Are you saying the basic burger recipe isn't good? What's there not to like about it? Good quality fresh ground beef patty grilled with melted cheese on a bun. I've been guilty as well of turning food into a production, really a labor of love. IMO, the burger doesn't really need that. Burgers don't need to be sous vide cooked. Nobody needs to go through the labor of cleaning oxtail and preparing for grinding. Do you really need to measure down to .01 grams?

Not a personal attack on Howard here because I can appreciate food science and the results of a lengthy preparation as well. IMO, the burger just doesn't really need that. Will a burger taste better if prepared in the advanced method described? I'm going to bet yes. On the other hand, starting the timer from the second I got home with grocery bags in hand, I was eating burgers 30 minutes later. Even the basic method tastes pretty damn good and is so quick to prepare!
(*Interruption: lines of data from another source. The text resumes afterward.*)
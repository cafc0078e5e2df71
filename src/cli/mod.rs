//! Command line interface for the DMG target.
//!
//! Reads the manifest, builds one disk image per requested architecture and
//! prints where each one landed.

mod args;

pub use args::Args;

use crate::bundler::{
    ArtifactCreated, DmgTarget, LogEventSink, Settings, SettingsBuilder, TokioProcessRunner,
};
use crate::error::{BundlerError, CliError, Result};
use crate::metadata::load_manifest;
use path_absolutize::Absolutize;
use std::path::{Path, PathBuf};

/// Main CLI entry point
pub async fn run() -> Result<i32> {
    let args = Args::parse_args();
    let created = execute(&args).await?;

    for artifact in &created {
        if args.json {
            println!("{}", serde_json::to_string(artifact)?);
        } else {
            println!("{}", artifact.file_path.display());
        }
    }

    Ok(0)
}

fn absolute(path: &Path) -> Result<PathBuf> {
    Ok(path.absolutize()?.into_owned())
}

/// Builds settings from the manifest and the command line.
pub fn load_settings(args: &Args) -> Result<Settings> {
    let manifest_path = absolute(&args.manifest)?;
    let manifest = load_manifest(&manifest_path)?;

    let mut builder = SettingsBuilder::new()
        .project_dir(&manifest.manifest_dir)
        .package_settings(manifest.package_settings())
        .bundle_settings(manifest.bundle_settings)
        .compression(args.compression);

    if let Some(vendor_dir) = &args.vendor_dir {
        builder = builder.vendor_dir(absolute(vendor_dir)?);
    }
    if let Some(dmgbuild) = &args.dmgbuild {
        builder = builder.dmgbuild_path(absolute(dmgbuild)?);
    }

    Ok(builder.build()?)
}

/// Builds every requested architecture in order, stopping at the first failure.
pub async fn execute(args: &Args) -> Result<Vec<ArtifactCreated>> {
    args.validate()
        .map_err(|reason| BundlerError::Cli(CliError::InvalidArguments { reason }))?;

    let settings = load_settings(args)?;
    let app_path = absolute(&args.app)?;
    let output_dir = absolute(&args.output_dir)?;

    let sink = LogEventSink;
    let target = DmgTarget::new(&settings, TokioProcessRunner, &sink, output_dir)?;

    let mut created = Vec::new();
    for arch in args.archs() {
        created.push(target.build(&app_path, arch).await?);
    }

    Ok(created)
}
No, I'm saying everyone already knows the basic burger recipe and has made the same burgers hundreds of times. What you posted isn't new or interesting. You don't see people posting how they made fried eggs and describing the process and saying it was excellent fried eggs.
 
No, I'm saying everyone already knows the basic burger recipe and has made the same burgers hundreds of times. What you posted isn't new or interesting. You don't see people posting how they made fried eggs and describing the process and saying it was excellent fried eggs.

Yeah, this is about the same as posting pictures of sushi on Instagram. Is your life really that boring?
 
Salt, pepper, and garlic. LOTS of garlic. I hand-mix it into the meat as well as sprinkle on the surface. Sesame seed buns are a must.

Ugh, garlic in a burger... man, oh man, oh man, oh man. Well, to each his own, goddamit. I'm not here to tell you all how to make your burgers, and I repeat my determination to at least try any burger offered to me, anytime, anywhere, as long as it is generally composed of edible materials.

But... garlic?
 
it's better if you raise and grassfeed the cow yourself, make your own cheese, make your own ketchup, harvest salt from your mine, and crush your own pepper. otherwise you're doing it wrong.
 
it's better if you raise and grassfeed the cow yourself, make your own cheese, make your own ketchup, harvest salt from your mine, and crush your own pepper. otherwise you're doing it wrong.

You have to bake your own buns, too, using artisanal stone-ground wheat from Uruguay.
 
you'll hate me then. I add in chopped jalapenos, onions, green peppers, cilantro, Worcestershire sauce, sea salt, and peppers. I like my burgers like that. And cheddar cheese.